◆ **What is required**
Search the records below for the string "jobs", and report each line that contains it.

(Collected data entries)
########
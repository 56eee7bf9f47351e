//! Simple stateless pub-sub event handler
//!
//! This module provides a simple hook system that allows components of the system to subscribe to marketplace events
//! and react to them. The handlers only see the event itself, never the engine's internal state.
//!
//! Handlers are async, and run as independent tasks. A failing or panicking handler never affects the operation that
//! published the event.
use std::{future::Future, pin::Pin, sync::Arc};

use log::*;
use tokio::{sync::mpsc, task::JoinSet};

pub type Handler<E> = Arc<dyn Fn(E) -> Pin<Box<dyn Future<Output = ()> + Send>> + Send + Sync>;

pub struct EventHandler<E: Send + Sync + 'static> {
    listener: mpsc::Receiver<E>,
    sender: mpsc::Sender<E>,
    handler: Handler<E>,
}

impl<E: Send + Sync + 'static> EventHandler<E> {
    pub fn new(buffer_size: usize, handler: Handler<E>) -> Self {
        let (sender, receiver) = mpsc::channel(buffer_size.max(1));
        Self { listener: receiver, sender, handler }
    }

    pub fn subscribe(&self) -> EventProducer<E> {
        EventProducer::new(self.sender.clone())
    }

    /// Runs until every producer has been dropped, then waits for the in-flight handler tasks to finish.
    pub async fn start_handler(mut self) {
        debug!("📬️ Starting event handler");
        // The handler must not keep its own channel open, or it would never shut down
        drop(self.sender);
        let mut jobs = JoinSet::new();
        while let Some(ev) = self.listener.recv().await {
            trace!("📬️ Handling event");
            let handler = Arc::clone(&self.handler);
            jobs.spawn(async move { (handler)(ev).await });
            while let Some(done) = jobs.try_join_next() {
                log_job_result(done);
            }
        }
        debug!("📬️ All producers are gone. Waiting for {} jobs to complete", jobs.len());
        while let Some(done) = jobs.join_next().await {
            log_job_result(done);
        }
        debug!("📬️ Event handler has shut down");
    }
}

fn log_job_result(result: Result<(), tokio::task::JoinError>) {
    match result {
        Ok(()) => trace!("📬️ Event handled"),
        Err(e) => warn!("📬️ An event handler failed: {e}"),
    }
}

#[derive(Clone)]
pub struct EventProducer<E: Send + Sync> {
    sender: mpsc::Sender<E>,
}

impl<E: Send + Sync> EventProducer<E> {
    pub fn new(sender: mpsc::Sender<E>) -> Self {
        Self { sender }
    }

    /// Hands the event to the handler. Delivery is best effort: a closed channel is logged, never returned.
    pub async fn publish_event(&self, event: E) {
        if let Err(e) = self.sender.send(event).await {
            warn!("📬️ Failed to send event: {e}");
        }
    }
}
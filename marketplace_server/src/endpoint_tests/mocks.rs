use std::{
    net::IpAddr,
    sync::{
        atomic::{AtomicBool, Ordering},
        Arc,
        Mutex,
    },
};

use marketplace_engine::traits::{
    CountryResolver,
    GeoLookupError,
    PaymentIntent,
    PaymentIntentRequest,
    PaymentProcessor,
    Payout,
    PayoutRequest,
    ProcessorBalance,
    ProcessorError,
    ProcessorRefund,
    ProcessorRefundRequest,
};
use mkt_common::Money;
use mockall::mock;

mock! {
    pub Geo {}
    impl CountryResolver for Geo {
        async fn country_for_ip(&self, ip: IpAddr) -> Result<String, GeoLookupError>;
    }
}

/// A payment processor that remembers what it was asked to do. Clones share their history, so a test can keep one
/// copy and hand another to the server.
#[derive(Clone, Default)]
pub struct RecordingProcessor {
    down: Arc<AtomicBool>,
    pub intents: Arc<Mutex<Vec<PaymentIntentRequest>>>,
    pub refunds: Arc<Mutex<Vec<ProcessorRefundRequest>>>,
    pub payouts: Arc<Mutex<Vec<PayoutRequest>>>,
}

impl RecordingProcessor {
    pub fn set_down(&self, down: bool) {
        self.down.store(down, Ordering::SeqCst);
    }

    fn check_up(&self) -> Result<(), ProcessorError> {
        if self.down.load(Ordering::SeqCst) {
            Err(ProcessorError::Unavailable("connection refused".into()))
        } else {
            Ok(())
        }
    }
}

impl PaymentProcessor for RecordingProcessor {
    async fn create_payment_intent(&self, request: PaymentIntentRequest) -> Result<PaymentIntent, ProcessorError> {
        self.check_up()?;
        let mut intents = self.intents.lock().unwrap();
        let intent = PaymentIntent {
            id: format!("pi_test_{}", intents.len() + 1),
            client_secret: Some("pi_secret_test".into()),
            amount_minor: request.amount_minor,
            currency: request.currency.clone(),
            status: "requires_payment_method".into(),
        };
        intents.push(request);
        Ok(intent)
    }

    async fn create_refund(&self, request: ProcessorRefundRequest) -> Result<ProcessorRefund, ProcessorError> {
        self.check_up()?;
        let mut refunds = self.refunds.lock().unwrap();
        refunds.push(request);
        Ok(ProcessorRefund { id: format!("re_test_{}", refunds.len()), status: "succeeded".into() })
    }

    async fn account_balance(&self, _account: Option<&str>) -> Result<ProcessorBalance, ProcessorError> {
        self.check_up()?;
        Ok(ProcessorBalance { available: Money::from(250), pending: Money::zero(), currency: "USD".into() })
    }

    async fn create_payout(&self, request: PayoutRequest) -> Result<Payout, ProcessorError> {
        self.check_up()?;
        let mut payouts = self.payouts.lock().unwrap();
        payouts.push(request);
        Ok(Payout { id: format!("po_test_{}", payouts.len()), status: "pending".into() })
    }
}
########
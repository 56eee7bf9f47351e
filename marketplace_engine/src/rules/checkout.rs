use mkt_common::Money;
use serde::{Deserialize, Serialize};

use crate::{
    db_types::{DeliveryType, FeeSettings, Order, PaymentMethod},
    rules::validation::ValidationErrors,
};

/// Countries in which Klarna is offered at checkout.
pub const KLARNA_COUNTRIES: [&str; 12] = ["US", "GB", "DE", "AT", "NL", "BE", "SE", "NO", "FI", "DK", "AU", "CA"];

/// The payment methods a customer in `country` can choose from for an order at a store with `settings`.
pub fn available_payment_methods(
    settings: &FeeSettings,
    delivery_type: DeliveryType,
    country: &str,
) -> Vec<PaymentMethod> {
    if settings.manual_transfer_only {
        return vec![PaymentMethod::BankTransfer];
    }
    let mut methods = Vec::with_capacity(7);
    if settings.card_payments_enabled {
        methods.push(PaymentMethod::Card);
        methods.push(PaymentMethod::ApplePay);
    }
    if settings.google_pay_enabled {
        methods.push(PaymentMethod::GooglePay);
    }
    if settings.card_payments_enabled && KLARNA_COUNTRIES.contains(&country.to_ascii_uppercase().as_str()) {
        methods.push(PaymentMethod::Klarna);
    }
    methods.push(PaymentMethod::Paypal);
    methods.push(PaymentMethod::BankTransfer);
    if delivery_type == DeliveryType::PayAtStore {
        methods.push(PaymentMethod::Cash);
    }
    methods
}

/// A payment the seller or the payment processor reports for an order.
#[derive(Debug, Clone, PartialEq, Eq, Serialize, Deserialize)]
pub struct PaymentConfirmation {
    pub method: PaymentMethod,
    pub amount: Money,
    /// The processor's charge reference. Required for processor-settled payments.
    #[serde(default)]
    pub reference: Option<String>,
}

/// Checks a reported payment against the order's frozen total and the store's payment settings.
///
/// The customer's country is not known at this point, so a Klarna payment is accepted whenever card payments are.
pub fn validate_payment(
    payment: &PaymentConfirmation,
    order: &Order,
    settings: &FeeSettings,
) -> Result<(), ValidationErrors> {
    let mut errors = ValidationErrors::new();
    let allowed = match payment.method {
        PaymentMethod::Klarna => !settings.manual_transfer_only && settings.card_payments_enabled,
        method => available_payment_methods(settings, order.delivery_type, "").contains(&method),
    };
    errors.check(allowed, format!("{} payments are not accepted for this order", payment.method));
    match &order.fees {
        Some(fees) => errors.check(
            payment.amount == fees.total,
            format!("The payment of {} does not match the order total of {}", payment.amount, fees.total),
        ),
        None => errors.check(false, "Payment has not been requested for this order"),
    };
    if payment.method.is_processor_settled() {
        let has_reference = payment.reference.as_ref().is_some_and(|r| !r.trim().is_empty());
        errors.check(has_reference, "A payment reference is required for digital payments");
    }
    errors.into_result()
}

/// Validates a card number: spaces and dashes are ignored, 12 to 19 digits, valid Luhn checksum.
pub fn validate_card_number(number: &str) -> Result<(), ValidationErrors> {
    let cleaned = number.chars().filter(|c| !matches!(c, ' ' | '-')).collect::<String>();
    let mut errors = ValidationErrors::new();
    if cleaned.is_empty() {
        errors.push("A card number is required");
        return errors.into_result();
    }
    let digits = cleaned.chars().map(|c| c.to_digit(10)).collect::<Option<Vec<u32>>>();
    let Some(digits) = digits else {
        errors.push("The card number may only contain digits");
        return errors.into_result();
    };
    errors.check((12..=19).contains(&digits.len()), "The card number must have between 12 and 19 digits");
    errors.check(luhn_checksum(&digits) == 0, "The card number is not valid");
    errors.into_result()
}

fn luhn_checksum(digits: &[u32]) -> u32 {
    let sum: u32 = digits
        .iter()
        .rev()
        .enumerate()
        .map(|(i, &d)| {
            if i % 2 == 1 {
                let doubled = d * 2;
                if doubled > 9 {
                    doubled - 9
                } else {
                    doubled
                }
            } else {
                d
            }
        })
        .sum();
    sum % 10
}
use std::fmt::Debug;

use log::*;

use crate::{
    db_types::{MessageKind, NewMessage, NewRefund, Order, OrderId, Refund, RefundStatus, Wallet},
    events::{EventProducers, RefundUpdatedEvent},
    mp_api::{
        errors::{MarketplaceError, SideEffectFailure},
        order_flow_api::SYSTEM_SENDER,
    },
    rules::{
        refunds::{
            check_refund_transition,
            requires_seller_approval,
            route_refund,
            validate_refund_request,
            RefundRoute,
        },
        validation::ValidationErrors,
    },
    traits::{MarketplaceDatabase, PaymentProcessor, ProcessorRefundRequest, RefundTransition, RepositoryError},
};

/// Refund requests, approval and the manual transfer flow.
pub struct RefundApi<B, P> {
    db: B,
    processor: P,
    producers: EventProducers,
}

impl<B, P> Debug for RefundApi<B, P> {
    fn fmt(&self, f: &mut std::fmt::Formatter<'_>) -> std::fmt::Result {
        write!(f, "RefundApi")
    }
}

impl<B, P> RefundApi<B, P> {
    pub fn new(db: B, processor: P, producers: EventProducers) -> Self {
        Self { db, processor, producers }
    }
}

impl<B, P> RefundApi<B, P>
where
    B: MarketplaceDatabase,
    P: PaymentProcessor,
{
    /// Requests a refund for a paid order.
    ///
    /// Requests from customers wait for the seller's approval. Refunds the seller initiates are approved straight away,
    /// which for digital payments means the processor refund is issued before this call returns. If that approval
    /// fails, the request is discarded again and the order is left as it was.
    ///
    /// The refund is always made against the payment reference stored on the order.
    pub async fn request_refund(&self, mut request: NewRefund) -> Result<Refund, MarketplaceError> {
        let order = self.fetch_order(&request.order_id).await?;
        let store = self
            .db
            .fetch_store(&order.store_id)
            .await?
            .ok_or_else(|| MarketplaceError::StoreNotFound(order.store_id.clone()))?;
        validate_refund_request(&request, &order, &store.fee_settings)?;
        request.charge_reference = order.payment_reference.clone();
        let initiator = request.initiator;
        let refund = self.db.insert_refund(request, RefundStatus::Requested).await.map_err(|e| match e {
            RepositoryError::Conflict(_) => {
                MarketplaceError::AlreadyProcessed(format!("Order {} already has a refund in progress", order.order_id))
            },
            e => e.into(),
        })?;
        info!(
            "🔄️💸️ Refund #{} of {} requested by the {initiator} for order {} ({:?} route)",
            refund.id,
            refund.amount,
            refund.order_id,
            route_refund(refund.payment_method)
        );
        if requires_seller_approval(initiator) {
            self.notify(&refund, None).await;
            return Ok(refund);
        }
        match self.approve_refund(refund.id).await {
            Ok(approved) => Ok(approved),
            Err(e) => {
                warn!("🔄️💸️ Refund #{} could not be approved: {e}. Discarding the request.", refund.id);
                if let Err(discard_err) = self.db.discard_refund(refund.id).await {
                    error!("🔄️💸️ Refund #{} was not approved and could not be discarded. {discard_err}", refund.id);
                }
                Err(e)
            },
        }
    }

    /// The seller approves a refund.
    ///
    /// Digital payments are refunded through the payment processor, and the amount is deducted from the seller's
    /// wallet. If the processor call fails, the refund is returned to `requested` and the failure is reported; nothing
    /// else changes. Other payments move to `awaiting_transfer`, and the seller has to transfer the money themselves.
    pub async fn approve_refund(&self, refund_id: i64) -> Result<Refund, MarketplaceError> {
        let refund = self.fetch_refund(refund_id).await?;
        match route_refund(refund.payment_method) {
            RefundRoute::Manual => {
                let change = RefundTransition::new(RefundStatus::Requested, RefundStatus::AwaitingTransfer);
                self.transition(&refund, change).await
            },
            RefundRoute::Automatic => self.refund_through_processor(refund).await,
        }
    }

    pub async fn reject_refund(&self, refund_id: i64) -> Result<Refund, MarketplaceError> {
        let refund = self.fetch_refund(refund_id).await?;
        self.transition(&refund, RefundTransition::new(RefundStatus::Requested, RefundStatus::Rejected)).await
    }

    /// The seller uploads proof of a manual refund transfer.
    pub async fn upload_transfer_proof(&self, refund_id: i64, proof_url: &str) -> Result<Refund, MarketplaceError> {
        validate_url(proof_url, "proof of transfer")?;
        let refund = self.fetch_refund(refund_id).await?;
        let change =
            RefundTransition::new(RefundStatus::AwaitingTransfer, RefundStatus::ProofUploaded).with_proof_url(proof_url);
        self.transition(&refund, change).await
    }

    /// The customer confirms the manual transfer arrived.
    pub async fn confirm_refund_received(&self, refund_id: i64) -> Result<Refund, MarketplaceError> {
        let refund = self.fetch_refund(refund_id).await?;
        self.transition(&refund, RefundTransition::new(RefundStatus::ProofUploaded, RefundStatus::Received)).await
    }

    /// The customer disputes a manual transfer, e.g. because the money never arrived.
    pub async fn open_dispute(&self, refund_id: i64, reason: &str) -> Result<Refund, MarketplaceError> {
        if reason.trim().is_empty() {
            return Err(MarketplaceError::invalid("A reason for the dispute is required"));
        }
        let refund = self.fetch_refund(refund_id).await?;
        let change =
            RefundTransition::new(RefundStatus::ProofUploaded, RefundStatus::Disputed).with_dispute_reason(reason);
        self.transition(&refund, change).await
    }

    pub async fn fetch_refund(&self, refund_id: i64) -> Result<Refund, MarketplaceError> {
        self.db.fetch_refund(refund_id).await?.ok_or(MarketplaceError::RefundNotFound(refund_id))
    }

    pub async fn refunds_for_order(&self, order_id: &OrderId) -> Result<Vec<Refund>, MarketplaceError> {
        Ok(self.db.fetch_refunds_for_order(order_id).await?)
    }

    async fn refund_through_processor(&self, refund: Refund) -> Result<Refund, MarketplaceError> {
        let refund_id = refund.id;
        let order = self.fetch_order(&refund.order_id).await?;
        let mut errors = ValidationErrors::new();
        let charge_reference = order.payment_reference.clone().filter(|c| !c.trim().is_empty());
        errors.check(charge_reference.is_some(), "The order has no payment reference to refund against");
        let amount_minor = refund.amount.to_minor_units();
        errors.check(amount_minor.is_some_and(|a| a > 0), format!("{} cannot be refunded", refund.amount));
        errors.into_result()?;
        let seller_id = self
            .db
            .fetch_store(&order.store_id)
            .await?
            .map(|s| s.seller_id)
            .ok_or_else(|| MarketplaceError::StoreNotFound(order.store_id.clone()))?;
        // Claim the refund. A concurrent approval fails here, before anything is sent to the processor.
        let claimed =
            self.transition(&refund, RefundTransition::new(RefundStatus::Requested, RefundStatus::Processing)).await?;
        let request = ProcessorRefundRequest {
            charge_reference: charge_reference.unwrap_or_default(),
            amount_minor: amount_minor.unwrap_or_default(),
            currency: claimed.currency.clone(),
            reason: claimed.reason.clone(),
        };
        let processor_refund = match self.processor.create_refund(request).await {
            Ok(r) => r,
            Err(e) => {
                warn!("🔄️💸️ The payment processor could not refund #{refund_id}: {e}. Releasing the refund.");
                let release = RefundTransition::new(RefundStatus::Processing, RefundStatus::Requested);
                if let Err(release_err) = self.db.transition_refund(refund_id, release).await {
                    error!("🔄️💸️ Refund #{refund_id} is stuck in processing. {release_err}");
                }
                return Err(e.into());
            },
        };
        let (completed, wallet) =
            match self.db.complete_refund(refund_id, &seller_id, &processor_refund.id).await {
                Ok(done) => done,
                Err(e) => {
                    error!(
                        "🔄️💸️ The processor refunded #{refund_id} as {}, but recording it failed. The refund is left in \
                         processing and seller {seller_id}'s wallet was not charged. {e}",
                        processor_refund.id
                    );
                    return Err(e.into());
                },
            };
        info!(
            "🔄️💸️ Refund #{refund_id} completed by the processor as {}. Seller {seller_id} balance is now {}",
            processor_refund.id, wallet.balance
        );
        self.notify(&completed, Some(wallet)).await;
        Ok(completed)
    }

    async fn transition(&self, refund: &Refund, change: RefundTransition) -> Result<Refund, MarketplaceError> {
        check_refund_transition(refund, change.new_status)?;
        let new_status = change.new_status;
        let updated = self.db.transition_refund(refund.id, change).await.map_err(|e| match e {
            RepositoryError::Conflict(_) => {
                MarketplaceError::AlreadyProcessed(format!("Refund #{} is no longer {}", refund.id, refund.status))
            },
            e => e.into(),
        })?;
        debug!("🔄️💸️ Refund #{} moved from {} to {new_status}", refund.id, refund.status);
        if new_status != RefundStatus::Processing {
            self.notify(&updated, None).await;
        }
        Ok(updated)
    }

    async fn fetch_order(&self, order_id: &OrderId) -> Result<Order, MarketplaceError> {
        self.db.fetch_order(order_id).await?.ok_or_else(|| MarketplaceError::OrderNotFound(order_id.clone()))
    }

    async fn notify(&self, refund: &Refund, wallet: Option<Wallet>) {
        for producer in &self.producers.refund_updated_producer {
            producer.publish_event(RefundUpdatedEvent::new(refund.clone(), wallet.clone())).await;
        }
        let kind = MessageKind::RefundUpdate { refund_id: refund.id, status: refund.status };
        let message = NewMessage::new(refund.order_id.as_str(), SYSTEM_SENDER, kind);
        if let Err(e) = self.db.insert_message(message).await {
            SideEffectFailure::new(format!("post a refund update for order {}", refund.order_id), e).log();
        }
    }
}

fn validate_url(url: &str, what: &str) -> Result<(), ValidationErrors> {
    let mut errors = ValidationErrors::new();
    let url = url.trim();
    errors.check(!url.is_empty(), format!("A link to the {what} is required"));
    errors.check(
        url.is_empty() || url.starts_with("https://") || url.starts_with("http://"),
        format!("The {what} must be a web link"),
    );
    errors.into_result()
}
########
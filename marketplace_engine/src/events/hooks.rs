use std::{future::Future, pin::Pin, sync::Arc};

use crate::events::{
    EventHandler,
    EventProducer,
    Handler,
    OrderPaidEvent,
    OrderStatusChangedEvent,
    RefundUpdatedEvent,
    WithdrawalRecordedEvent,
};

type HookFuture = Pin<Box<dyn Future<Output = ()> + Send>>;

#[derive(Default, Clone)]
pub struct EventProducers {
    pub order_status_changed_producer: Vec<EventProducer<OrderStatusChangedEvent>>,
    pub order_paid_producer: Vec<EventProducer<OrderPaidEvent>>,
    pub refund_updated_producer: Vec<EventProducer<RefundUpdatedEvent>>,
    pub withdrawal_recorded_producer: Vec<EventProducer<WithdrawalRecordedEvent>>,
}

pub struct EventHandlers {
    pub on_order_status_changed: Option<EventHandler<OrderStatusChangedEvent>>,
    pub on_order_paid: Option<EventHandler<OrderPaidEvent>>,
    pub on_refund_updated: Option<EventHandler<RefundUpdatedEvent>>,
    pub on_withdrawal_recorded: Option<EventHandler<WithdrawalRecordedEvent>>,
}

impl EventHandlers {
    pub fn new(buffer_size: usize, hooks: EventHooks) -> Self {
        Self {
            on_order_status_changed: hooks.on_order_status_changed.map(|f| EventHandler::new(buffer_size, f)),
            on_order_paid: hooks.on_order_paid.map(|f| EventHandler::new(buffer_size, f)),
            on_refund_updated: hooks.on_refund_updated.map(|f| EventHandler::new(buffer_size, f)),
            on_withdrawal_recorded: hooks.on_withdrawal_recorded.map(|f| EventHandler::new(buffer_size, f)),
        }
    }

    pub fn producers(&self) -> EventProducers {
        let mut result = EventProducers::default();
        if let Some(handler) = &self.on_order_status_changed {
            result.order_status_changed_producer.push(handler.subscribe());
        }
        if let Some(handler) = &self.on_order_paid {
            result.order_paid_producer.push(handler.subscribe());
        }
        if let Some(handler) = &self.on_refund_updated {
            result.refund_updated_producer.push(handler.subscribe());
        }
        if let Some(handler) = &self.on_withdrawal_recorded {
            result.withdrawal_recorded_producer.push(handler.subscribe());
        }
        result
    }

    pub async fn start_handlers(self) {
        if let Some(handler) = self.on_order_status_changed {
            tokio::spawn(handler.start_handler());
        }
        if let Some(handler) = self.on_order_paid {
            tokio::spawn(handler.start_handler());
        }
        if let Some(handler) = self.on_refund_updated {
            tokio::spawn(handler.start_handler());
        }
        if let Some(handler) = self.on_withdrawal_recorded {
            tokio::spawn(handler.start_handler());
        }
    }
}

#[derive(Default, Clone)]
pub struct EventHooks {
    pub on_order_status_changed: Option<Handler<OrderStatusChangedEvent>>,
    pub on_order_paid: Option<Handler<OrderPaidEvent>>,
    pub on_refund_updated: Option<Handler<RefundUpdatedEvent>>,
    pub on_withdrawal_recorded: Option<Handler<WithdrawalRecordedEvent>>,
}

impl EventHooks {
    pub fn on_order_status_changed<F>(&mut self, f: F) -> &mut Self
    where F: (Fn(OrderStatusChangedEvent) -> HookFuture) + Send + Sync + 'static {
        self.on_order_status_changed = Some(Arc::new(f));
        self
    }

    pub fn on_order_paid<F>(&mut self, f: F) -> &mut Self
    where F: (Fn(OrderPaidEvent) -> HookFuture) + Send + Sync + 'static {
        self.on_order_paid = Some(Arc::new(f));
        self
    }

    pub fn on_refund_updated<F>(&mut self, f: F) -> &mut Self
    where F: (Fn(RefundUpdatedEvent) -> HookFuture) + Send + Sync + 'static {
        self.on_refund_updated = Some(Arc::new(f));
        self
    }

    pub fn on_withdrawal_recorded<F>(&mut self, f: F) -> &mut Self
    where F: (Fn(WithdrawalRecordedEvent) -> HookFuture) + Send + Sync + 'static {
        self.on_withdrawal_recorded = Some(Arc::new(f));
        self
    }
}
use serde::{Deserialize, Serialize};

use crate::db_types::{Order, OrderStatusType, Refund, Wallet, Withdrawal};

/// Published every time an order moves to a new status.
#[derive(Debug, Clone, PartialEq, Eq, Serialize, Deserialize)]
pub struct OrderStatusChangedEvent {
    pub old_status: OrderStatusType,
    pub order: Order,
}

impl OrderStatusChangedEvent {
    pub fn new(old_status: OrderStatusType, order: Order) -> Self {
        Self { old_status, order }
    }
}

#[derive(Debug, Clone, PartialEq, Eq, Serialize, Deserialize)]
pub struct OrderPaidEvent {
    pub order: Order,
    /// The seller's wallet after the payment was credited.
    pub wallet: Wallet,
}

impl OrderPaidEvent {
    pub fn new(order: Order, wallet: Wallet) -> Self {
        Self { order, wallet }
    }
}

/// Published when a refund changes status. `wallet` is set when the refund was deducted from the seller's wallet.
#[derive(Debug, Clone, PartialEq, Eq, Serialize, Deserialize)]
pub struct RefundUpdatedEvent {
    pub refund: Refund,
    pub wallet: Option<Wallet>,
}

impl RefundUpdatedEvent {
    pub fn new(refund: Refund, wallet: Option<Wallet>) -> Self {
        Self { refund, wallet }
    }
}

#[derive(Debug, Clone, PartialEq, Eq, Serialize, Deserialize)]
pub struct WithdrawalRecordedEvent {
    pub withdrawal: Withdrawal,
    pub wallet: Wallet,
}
########
◆ **Answer below**
        let mut jobs = JoinSet::new();
            jobs.spawn(async move { (handler)(ev).await });
            while let Some(done) = jobs.try_join_next() {
        debug!("📬️ All producers are gone. Waiting for {} jobs to complete", jobs.len());
        while let Some(done) = jobs.join_next().await {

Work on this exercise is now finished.